>>>>
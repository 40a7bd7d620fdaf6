// ABOUTME: Server binary for the RAG ChatKit proxy
// ABOUTME: Loads configuration, initializes logging, and serves the proxy routes
//
// SPDX-License-Identifier: MIT OR Apache-2.0
// Copyright (c) 2025 Pierre Fitness Intelligence

//! # RAG ChatKit Proxy Binary
//!
//! Starts the HTTP proxy in front of the Python RAG backend.

use anyhow::Result;
use clap::Parser;
use rag_chatkit_proxy::{config::ServerConfig, logging, server};
use tracing::{error, info};

/// Command-line arguments
#[derive(Parser)]
#[command(name = "rag-chatkit-proxy")]
#[command(about = "RAG ChatKit proxy - relays chat traffic and serves offline fallbacks")]
pub struct Args {
    /// Override HTTP port
    #[arg(long)]
    http_port: Option<u16>,

    /// Override the Python RAG backend base URL
    #[arg(long)]
    backend_url: Option<String>,
}

#[tokio::main]
async fn main() -> Result<()> {
    let args = Args::parse();

    logging::init_from_env()?;

    let mut config = ServerConfig::from_env()?;

    if let Some(http_port) = args.http_port {
        config.http_port = http_port;
    }
    if let Some(backend_url) = args.backend_url.as_deref() {
        config.set_backend_url(backend_url)?;
    }

    info!("Starting RAG ChatKit proxy");
    info!("{}", config.summary());
    display_available_endpoints(&config);

    if let Err(e) = server::run(config).await {
        error!("Server error: {e:#}");
        return Err(e);
    }

    Ok(())
}

fn display_available_endpoints(config: &ServerConfig) {
    let host = config.host.as_str();
    let port = config.http_port;

    info!("=== Available API Endpoints ===");
    display_chatkit_endpoints(host, port);
    display_chat_endpoints(host, port);
    display_health_endpoints(host, port);
    info!("=== End of Endpoint List ===");
}

#[allow(clippy::cognitive_complexity)]
fn display_chatkit_endpoints(host: &str, port: u16) {
    info!("ChatKit:");
    info!("   Bootstrap:         GET  http://{host}:{port}/api/rag-chatkit/bootstrap");
    info!("   Thread State:      GET  http://{host}:{port}/api/rag-chatkit/state?thread_id={{id}}");
    info!("   Passthrough:       POST http://{host}:{port}/api/rag-chatkit");
    info!("   Passthrough:       GET  http://{host}:{port}/api/rag-chatkit/{{path}}");
}

fn display_chat_endpoints(host: &str, port: u16) {
    info!("Simple Chat:");
    info!("   Chat:              POST http://{host}:{port}/api/rag-chat");
    info!("   Chat (alias):      POST http://{host}:{port}/api/rag-chat-simple");
}

fn display_health_endpoints(host: &str, port: u16) {
    info!("Health:");
    info!("   Health:            GET  http://{host}:{port}/health");
    info!("   Readiness:         GET  http://{host}:{port}/ready");
}
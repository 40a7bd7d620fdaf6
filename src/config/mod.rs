// ABOUTME: Configuration management module for centralized proxy settings
// ABOUTME: Re-exports the environment-driven server and backend configuration types
//
// SPDX-License-Identifier: MIT OR Apache-2.0
// Copyright (c) 2025 Pierre Fitness Intelligence

//! Configuration module for the RAG ChatKit proxy

/// Environment and server configuration
pub mod environment;

pub use environment::{BackendConfig, CorsConfig, Environment, ServerConfig};
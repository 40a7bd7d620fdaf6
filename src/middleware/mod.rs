// ABOUTME: HTTP middleware for request tracing, request IDs, and CORS
// ABOUTME: Provides request ID generation, span creation, and browser access configuration
//
// SPDX-License-Identifier: MIT OR Apache-2.0
// Copyright (c) 2025 Pierre Fitness Intelligence

pub mod cors;
pub mod request_id;

// CORS configuration
pub use cors::setup_cors;

// Request ID propagation and tracing spans
pub use request_id::{make_request_span, propagate_request_id_layer, set_request_id_layer};
// ABOUTME: Shared, immutable per-process resources injected into every route handler
// ABOUTME: Holds the backend client and deployment environment built once from ServerConfig
//
// SPDX-License-Identifier: MIT OR Apache-2.0
// Copyright (c) 2025 Pierre Fitness Intelligence

//! Server resources
//!
//! Built once at startup and shared behind an `Arc`. Nothing here is mutated
//! after construction, so handlers need no locking.

use crate::config::{Environment, ServerConfig};
use crate::external::{BackendError, RagBackendClient};

/// Resources shared by all handlers
#[derive(Debug, Clone)]
pub struct ProxyResources {
    /// Client for the Python RAG backend
    pub backend: RagBackendClient,
    /// Deployment environment
    pub environment: Environment,
}

impl ProxyResources {
    /// Build resources from configuration
    ///
    /// # Errors
    ///
    /// Returns an error if the HTTP client cannot be created
    pub fn new(config: &ServerConfig) -> Result<Self, BackendError> {
        Ok(Self {
            backend: RagBackendClient::new(&config.backend)?,
            environment: config.environment,
        })
    }

    /// Whether 500 responses may carry internal error messages
    #[must_use]
    pub const fn expose_internal_errors(&self) -> bool {
        self.environment.exposes_internal_errors()
    }
}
<<<<
Your answer should be every line above that contains the word "ServerConfig".

use rag_chatkit_proxy::{config::ServerConfig, logging, server};
    let mut config = ServerConfig::from_env()?;
fn display_available_endpoints(config: &ServerConfig) {
pub use environment::{BackendConfig, CorsConfig, Environment, ServerConfig};
// ABOUTME: Holds the backend client and deployment environment built once from ServerConfig
use crate::config::{Environment, ServerConfig};
    pub fn new(config: &ServerConfig) -> Result<Self, BackendError> {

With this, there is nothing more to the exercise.